2007-07-10 Thread Mike Orr

SAContext is a SQLAlchemy front end that organizes your engines,
metadatas, and sessions into one convenient object, while still
allowing access to the underlying objects for advanced use.

Version 0.3.0  attempts to handle and document all the use cases that
have been thrown at it: one database, multiple databases permanently
connected to tables, one engine per session, multiple engines per
session.  There are several backward-incompatible changes and
undoubtedly some new bugs.  Get it now at:

http://sluggo.scrapping.cc/python/sacontext/
http://cheeseshop.python.org/pypi/sacontext


The biggest change is that .__init__ no longer configures a default
engine, so you'll have to call .add_engine where you previously
didn't.  Likewise, PylonsSAContext.add_engine no longer reads the
Pylons config file; you'll have to call the new method
PylonsSAContext.add_engine_from_config for that.  Explicit is better
than implicit.  The default engine is keyed under None, so adding
engines is:

sac.add_engine(None, uri=...)
# default engine from explicit args
# The first arg is the engine key: None or a string
sac.add_engine_from_config(None)
# sqlalchemy.default.uri - default engine
# The first arg is the same as above
sac.add_engine_from_config(logs)
# sqlalchemy.logs.uri - logs engine
sac.add_engine_from_config(logs, config_key=db2)
# sqlalchemy.db2.uri - logs engine
sac.add_engine_from_config(None, verde)
# sqlalchemy.verde.uri - default engine

The module docstring is expanded to explain the various use cases.
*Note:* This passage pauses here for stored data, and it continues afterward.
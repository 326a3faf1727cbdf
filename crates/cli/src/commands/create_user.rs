// `gatehouse create-user`: add an account, optionally with a password.

use clap::Args;
use gatehouse_auth::{config::AuthConfig, password::hash_password};
use serde::Serialize;
use tracing::info;
use uuid::Uuid;

use crate::output::{self, OutputFormat};

#[derive(Debug, Args)]
pub struct CreateUserArgs {
    /// Account email address.
    #[arg(long)]
    email: String,

    /// Read a password from stdin and store its hash.
    #[arg(long)]
    password_stdin: bool,
}

#[derive(Debug, Serialize)]
struct CreatedUser {
    id: Uuid,
    email: String,
    has_password: bool,
}

pub async fn run(args: CreateUserArgs, config: &AuthConfig, format: OutputFormat) -> anyhow::Result<()> {
    let password_hash = if args.password_stdin {
        Some(hash_password(&super::read_secret_from_stdin()?)?)
    } else {
        None
    };

    let store = super::connect_store(config).await?;
    let user = store.create_user(&args.email, password_hash.as_deref()).await?;
    info!(user_id = %user.id, "user created");

    let created = CreatedUser {
        id: user.id,
        has_password: user.password_hash.is_some(),
        email: user.email,
    };
    output::print_output(format, &created, |u| format!("Created user {} ({})", u.email, u.id))?;
    Ok(())
}
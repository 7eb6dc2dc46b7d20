//! Core type definitions for reposync.
//!
//! This crate defines the data model shared by the store, the remote client
//! and the sync engine:
//! - Workspace and edit identifiers
//! - Workspace descriptors and the recency list entry
//! - Pending edits and last-known-remote file snapshots
//! - Conflict records and their resolutions
//! - The workspace-scoped sync status
//!
//! Nothing here performs I/O.

mod conflict;
mod edit;
mod ids;
mod status;
mod tree;
mod workspace;

pub use conflict::{ConflictRecord, ConflictResolution, Resolution};
pub use edit::{EditAction, FileDiff, FileSnapshot, PendingEdit};
pub use ids::{EditId, WorkspaceId};
pub use status::SyncStatus;
pub use tree::{EntryKind, TreeEntry};
pub use workspace::{RecentWorkspace, Workspace, WorkspaceKey};

/// Result type alias using the crate's error type.
pub type Result<T> = std::result::Result<T, Error>;

/// Errors that can occur in type operations.
#[derive(Debug, thiserror::Error)]
pub enum Error {
    #[error("serialization error: {0}")]
    Serialization(#[from] serde_json::Error),

    #[error("invalid UUID: {0}")]
    InvalidUuid(#[from] uuid::Error),

    #[error("invalid edit action: {0}")]
    InvalidAction(String),

    #[error("invalid sync status: {0}")]
    InvalidStatus(String),

    #[error("invalid workspace id: {0}")]
    InvalidWorkspaceId(String),
}
//! Error types for the remote content client.

use chrono::{DateTime, Utc};
use std::time::Duration;
use thiserror::Error;

/// Result type for remote operations.
pub type RemoteResult<T> = Result<T, RemoteError>;

/// Typed failures of the remote repository.
///
/// The client never retries; callers decide based on `is_retryable`.
#[derive(Debug, Clone, Error)]
pub enum RemoteError {
    /// The path, ref or repository does not exist.
    #[error("not found: {0}")]
    NotFound(String),

    /// The branch advanced past the expected parent commit.
    #[error("branch {branch} moved: expected {expected}, found {}", .actual.as_deref().unwrap_or("unknown"))]
    RefMoved {
        branch: String,
        expected: String,
        actual: Option<String>,
    },

    /// Request quota exhausted until `reset_at`.
    #[error("rate limited until {reset_at}")]
    RateLimited { reset_at: DateTime<Utc> },

    /// Credentials missing, expired or insufficient.
    #[error("authentication failed: {0}")]
    AuthFailure(String),

    /// Transport-level failure.
    #[error("network error: {0}")]
    Network(String),

    /// Unexpected API response.
    #[error("API error ({status}): {message}")]
    Api { status: u16, message: String },

    /// The request was rejected locally before being sent.
    #[error("invalid request: {0}")]
    InvalidRequest(String),

    /// The response body could not be decoded.
    #[error("decode error: {0}")]
    Decode(String),
}

impl RemoteError {
    /// Returns true for failures a caller may retry later without changes.
    pub fn is_retryable(&self) -> bool {
        matches!(
            self,
            RemoteError::RefMoved { .. }
                | RemoteError::RateLimited { .. }
                | RemoteError::Network(_)
        ) || matches!(self, RemoteError::Api { status, .. } if *status >= 500)
    }

    /// Returns true if this error represents a rate-limit response.
    pub fn is_rate_limited(&self) -> bool {
        matches!(self, RemoteError::RateLimited { .. })
    }

    /// Returns how long to wait before the quota resets, if rate limited.
    pub fn retry_after(&self) -> Option<Duration> {
        match self {
            RemoteError::RateLimited { reset_at } => {
                Some((*reset_at - Utc::now()).to_std().unwrap_or_default())
            }
            _ => None,
        }
    }
}

impl From<reqwest::Error> for RemoteError {
    fn from(e: reqwest::Error) -> Self {
        if e.is_decode() {
            RemoteError::Decode(e.to_string())
        } else {
            RemoteError::Network(e.to_string())
        }
    }
}
//! Remote content client for reposync.
//!
//! Wraps a hosted repository's read APIs (file and tree fetch, branch
//! metadata) and its object-graph write APIs (blob/tree/commit creation,
//! reference update) behind one trait with a single write primitive:
//! atomically replace N files in a new commit, conditioned on the branch
//! still pointing at a known parent.
//!
//! # Implementations
//!
//! - [`GitHubClient`]: GitHub REST API over `reqwest`, tracking rate-limit
//!   headers as backpressure.
//! - [`MemoryRemote`]: in-process repository with fault injection, for
//!   tests and offline demos.

mod error;
pub mod github;
pub mod memory;
mod repository;

pub use error::{RemoteError, RemoteResult};
pub use github::{git_blob_sha, GitHubClient, GitHubConfig};
pub use memory::{MemoryRemote, RemoteOp};
pub use repository::{
    CommitResult, FileChange, RateLimit, RemoteFile, RemoteRepository, RepoRef,
};
//! Sync orchestrator: the per-workspace state machine.
//!
//! Local writes go straight to the queue store and are always permitted.
//! Network cycles (`pull`, `push`, `sync`) are serialized by a gate; a cycle
//! started while another is in flight returns [`SyncOutcome::AlreadySyncing`]
//! without touching any state.

use crate::error::{SyncError, SyncResult};
use crate::events::{SyncEvent, EVENT_CHANNEL_CAPACITY};
use crate::resolver::ConflictResolver;
use chrono::Utc;
use reposync_remote::{FileChange, RemoteError, RemoteRepository, RepoRef};
use reposync_store::{CommittedFile, QueueStore};
use reposync_types::{
    ConflictRecord, ConflictResolution, EditAction, EntryKind, FileDiff, FileSnapshot,
    PendingEdit, SyncStatus, TreeEntry, Workspace, WorkspaceId,
};
use std::collections::{HashMap, HashSet};
use std::sync::Arc;
use std::sync::atomic::{AtomicBool, Ordering};
use tokio::sync::{broadcast, watch, Mutex, RwLock};
use tracing::{debug, info, warn};

/// Result of a `write_file` or `delete_file` call.
#[derive(Debug, Clone, PartialEq, Eq)]
pub enum WriteOutcome {
    /// An edit with this action is queued for the path.
    Queued(EditAction),
    /// The queued edit was removed; the path matches the remote again.
    Reverted,
    /// Nothing changed.
    Unchanged,
}

/// A commit landed by a push.
#[derive(Debug, Clone, PartialEq, Eq)]
pub struct CommitSummary {
    pub commit_sha: String,
    /// Number of files in the commit.
    pub files: usize,
    /// Edits rewritten during the push and kept queued.
    pub rebased: usize,
    /// Reverts made during the push, queued again as unstaged edits.
    pub restored: usize,
}

/// Result of a network cycle.
#[derive(Debug, Clone, PartialEq, Eq)]
pub enum SyncOutcome {
    /// Another cycle was in flight; nothing was done.
    AlreadySyncing,
    /// The pull found divergent paths. Nothing was pushed.
    Conflicts(Vec<ConflictRecord>),
    /// The pull found no divergence.
    UpToDate,
    /// No edits were staged.
    NothingToPush,
    /// A commit landed.
    Committed(CommitSummary),
}

#[derive(Debug, Default)]
struct SessionState {
    conflicts: Vec<ConflictRecord>,
    last_error: Option<String>,
    tree: Vec<TreeEntry>,
}

/// Drives pull, push and conflict handling for one workspace.
pub struct SyncOrchestrator<R: RemoteRepository> {
    id: WorkspaceId,
    repo: RepoRef,
    workspace: RwLock<Workspace>,
    store: Arc<QueueStore>,
    remote: Arc<R>,
    default_message: String,
    state: RwLock<SessionState>,
    online: AtomicBool,
    closed: AtomicBool,
    gate: Mutex<()>,
    status: watch::Sender<SyncStatus>,
    events: broadcast::Sender<SyncEvent>,
}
SAContext._get_session_scope now returns the thread ident.  The
previous implementation was wrong and thread unsafe.
PylonsSAcontext._get_session_scope is unchanged; it uses the same
methodology as pylons.database.app_scope.

I haven't used Exilir or Tesla so I don't know how compatible
SAContext is with them.  A couple people have said they're trying it
but none have given me feedback yet.  (Hint)

SAContext is no longer supported under Pylons 0.9.5.  Pylons had some
internal changes I didn't realize, and I think our time would be
better spent preparing for 0.9.6.  So use PylonsSAContext with a
recent development version of Pylons.

SAContext will soon get an update soon for SQLAlchemy 0.4; in
particular the new 'bind' attributes/arguments.  I don't know if it
will remain compatible with SQLAlchemy 0.3.x after that.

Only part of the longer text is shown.